C’est l’une des choses qui vous fait continuer à écrire et à chanter après tant d’années…
Oui, c’est ça, cela reste un peu ma thérapie. Si je reste sans toucher un instrument pendant longtemps, je commence à stresser un peu [rires]. C’est pourquoi j’en ai besoin, j’aime beaucoup, ça me procure beaucoup de plaisir de venir ici dans la pièce et de commencer à manipuler des synthétiseurs, à jouer avec d’autres musiciens, à avoir différentes expériences, à assister à des concerts… J’adore toujours assister à de bons concerts. Je trouve que la musique est un endroit très spécial où être.
Vous présenterez ce nouvel album lors d’un premier concert ce jeudi 6 novembre au Convento de São Francisco, à Coimbra. Puis vous vous rendrez à Lisbonne le 18 décembre, au Sagres Campo Pequeno, et le 20 décembre à Porto, à la Super Bock Arena. Que pouvons-nous attendre de ces concerts?

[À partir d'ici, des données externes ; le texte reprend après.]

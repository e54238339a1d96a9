use bevy_egui::egui;

use crate::app::AppState;
use crate::persistence::PersistentSettings;

/// Renders the menu bar with Settings/About and the connect button
pub fn render_menu_bar(
    ui: &mut egui::Ui,
    state: &mut AppState,
    persistent_settings: &mut PersistentSettings,
) {
    egui::menu::bar(ui, |ui| {
        ui.menu_button("Settings", |ui| {
            if ui.button("Port Selection").clicked() {
                state.refresh_ports();
                state.show_port_selection = true;
                ui.close_menu();
            }
            ui.checkbox(&mut persistent_settings.show_advanced, "Show destination and path");
        });

        if ui.button("About").clicked() {
            state.show_about = true;
        }

        ui.separator();

        ui.label(format!(
            "{} @ {} baud",
            persistent_settings.port_path, persistent_settings.baud_rate
        ));

        let busy = state.is_busy();
        if state.is_connected() {
            if ui.add_enabled(!busy, egui::Button::new("Disconnect")).clicked() {
                state.disconnect();
            }
        } else if ui.button("Connect").clicked() {
            let result = state.connect(persistent_settings);
            state.report(result);
        }
    });
}
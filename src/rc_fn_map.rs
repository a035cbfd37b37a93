use hashbrown::HashMap;
use js_sys::Function;
use tracing::{error, trace};
use wasm_bindgen::{closure::Closure, JsCast};

/// Reference-counted cache of materialized JS listener functions, keyed by
/// handler identity.
///
/// Watches sharing one handler share one [`Function`], so detaching a
/// listener removes exactly the function that was attached. Stopping a watch
/// releases its reference; entries only leave the cache through [`sweep`],
/// which runs after the release so a pending reactivation in the same turn
/// still finds the cached function.
///
/// [`sweep`]: RcFnMap::sweep
pub(crate) struct RcFnMap {
	entries: HashMap<u64, (u32, Closure<dyn Fn(web_sys::Event)>)>,
}

impl Default for RcFnMap {
	fn default() -> Self {
		Self::new()
	}
}

impl RcFnMap {
	pub fn new() -> Self {
		Self { entries: HashMap::new() }
	}

	/// Bumps the reference count for `id`, materializing the closure on
	/// first acquisition, and returns the callable function.
	pub fn acquire_or_insert_with<F: FnOnce() -> Closure<dyn Fn(web_sys::Event)>>(&mut self, id: u64, make: F) -> Function {
		let (count, closure) = self.entries.entry(id).or_insert_with(|| (0, make()));
		*count = count.checked_add(1).unwrap_or_else(|| {
			error!("Reference count for handler {:016x} saturated.", id);
			u32::MAX
		});
		closure.as_ref().unchecked_ref::<Function>().clone()
	}

	pub fn get(&self, id: u64) -> Option<Function> {
		self.entries.get(&id).map(|(_, closure)| closure.as_ref().unchecked_ref::<Function>().clone())
	}

	/// Drops one reference. Releasing an id that was never acquired is a
	/// caller bug and logged.
	pub fn release(&mut self, id: u64) {
		match self.entries.get_mut(&id) {
			Some((count, _)) => *count = count.saturating_sub(1),
			None => error!("Released handler {:016x} that was never acquired.", id),
		}
	}

	/// Frees every fully released closure. Returns how many were dropped.
	pub fn sweep(&mut self) -> usize {
		let before = self.entries.len();
		self.entries.retain(|_, (count, _)| *count > 0);
		let freed = before - self.entries.len();
		if freed > 0 {
			trace!("Freed {} listener closure(s).", freed);
		}
		freed
	}
}
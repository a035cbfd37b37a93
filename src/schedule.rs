use crate::live::{LiveQueries, WatchId};
use core::cell::RefCell;
use std::rc::{Rc, Weak};
use tracing::{error, instrument, trace};
use wasm_bindgen::{closure::Closure, JsCast, UnwrapThrowExt};

/// Debounce window between the last document mutation and the re-match
/// pass. A burst of mutations in one event-loop turn collapses into one
/// flush this many milliseconds later.
pub const FLUSH_DELAY_MS: i32 = 20;

struct State {
	/// Watch ids awaiting a flush, FIFO by first enqueue.
	pending: Vec<WatchId>,
	/// Handle of the single scheduled flush timer, if any.
	timer: Option<i32>,
	running: bool,
	/// Retained backing closure for the timer callback.
	timer_closure: Option<Closure<dyn Fn()>>,
}

/// Coalescing scheduler between document mutations and the live binding
/// engine.
///
/// Any mutation source calls [`mark_dirty`]; every call cancels and
/// reschedules the single deferred flush timer (debounce, not throttle).
/// [`pause`] stops draining without clearing the queue, [`play`] resumes and
/// flushes immediately so queued mutations are not lost.
///
/// [`mark_dirty`]: FlushQueue::mark_dirty
/// [`pause`]: FlushQueue::pause
/// [`play`]: FlushQueue::play
pub struct FlushQueue {
	engine: Rc<LiveQueries>,
	state: RefCell<State>,
}

impl FlushQueue {
	/// Creates the queue in the running state and wires its timer callback.
	#[must_use]
	pub fn new(engine: Rc<LiveQueries>) -> Rc<Self> {
		let queue = Rc::new(Self {
			engine,
			state: RefCell::new(State {
				pending: Vec::new(),
				timer: None,
				running: true,
				timer_closure: None,
			}),
		});
		let weak: Weak<Self> = Rc::downgrade(&queue);
		let closure = Closure::wrap(Box::new(move || {
			if let Some(queue) = weak.upgrade() {
				queue.flush();
			}
		}) as Box<dyn Fn()>);
		queue.state.borrow_mut().timer_closure = Some(closure);
		queue
	}

	#[must_use]
	pub fn engine(&self) -> &Rc<LiveQueries> {
		&self.engine
	}

	/// Enqueues one watch (or every registered watch) and (re)schedules the
	/// deferred flush.
	#[instrument(skip(self))]
	pub fn mark_dirty(&self, id: Option<WatchId>) {
		{
			let mut state = self.state.borrow_mut();
			match id {
				Some(id) => {
					if !state.pending.contains(&id) {
						state.pending.push(id);
					}
				}
				None => {
					for id in self.engine.watch_ids() {
						if !state.pending.contains(&id) {
							state.pending.push(id);
						}
					}
				}
			}
		}
		self.reschedule();
	}

	fn reschedule(&self) {
		let window = web_sys::window().expect_throw("no window to schedule on");
		let mut state = self.state.borrow_mut();
		if let Some(handle) = state.timer.take() {
			window.clear_timeout_with_handle(handle);
		}
		let callback = state.timer_closure.as_ref().expect_throw("timer closure wired at construction");
		match window.set_timeout_with_callback_and_timeout_and_arguments_0(callback.as_ref().unchecked_ref(), FLUSH_DELAY_MS) {
			Ok(handle) => state.timer = Some(handle),
			Err(error) => error!("Failed to schedule flush: {:?}", error),
		}
	}

	/// Drains the pending queue, ticking each queued watch once in
	/// ascending registration order. A no-op while paused: the queue is
	/// kept, not drained.
	#[instrument(skip(self))]
	pub fn flush(&self) {
		let ids = {
			let mut state = self.state.borrow_mut();
			if !state.running {
				trace!("Paused; keeping {} queued watch(es).", state.pending.len());
				return;
			}
			state.timer = None;
			let mut ids = core::mem::take(&mut state.pending);
			ids.sort_unstable();
			ids
		};
		for id in ids {
			self.engine.tick(id);
		}
	}

	/// Stops draining until [`play`](FlushQueue::play). Pending ids survive.
	pub fn pause(&self) {
		self.state.borrow_mut().running = false;
	}

	/// Resumes draining and immediately flushes whatever queued up while
	/// paused.
	pub fn play(&self) {
		self.state.borrow_mut().running = true;
		self.flush();
	}

	#[must_use]
	pub fn is_running(&self) -> bool {
		self.state.borrow().running
	}
}

impl Drop for FlushQueue {
	fn drop(&mut self) {
		if let Some(handle) = self.state.borrow_mut().timer.take() {
			if let Some(window) = web_sys::window() {
				window.clear_timeout_with_handle(handle);
			}
		}
	}
}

Le concert à Coimbra sera le premier où nous jouerons ces nouvelles chansons. Je jouerai avec mon groupe, donc évidemment, les chansons ne seront pas exactement comme sur le disque, parce que je ne suis pas l’un de ces artistes qui ose juste appuyer sur play et monter sur scène avec un micro. Je pourrais faire cela, mais je ne peux pas. Nous allons tout jouer en direct. Aujourd’hui, il y a des instruments électroniques qui peuvent être joués. Ce sera un compromis et je suis également curieux de savoir ce que les nouvelles chansons vont gagner en direct. Mais nous jouerons également les anciennes chansons, et ces deux concerts à Lisbonne et à Porto marqueront la fin d’une série de concerts que j’ai réalisés depuis 2017 ou 2018, chaque décembre au Coliseu et à la Casa da Música.
Vous n’allez pas continuer cette ‘tradition’?
Non. Peut-être que je reviendrai, si je deviens très mélancolique, mais je vais faire une pause parce que c’était aussi un peu stressant d’avoir à inventer un nouveau concert chaque décembre. Cela me donne aussi l’occasion de faire d’autres choses à Lisbonne et à Porto, parce que lorsqu’on a un concert très important – prévu à Lisbonne et à Porto – on ne peut pas faire d’autres choses, sinon on perd du public pour les concerts. Stratégiquement, nous finissons par ne pas faire grand-chose, et ainsi, cela me donnera l’occasion de faire des choses un peu différentes.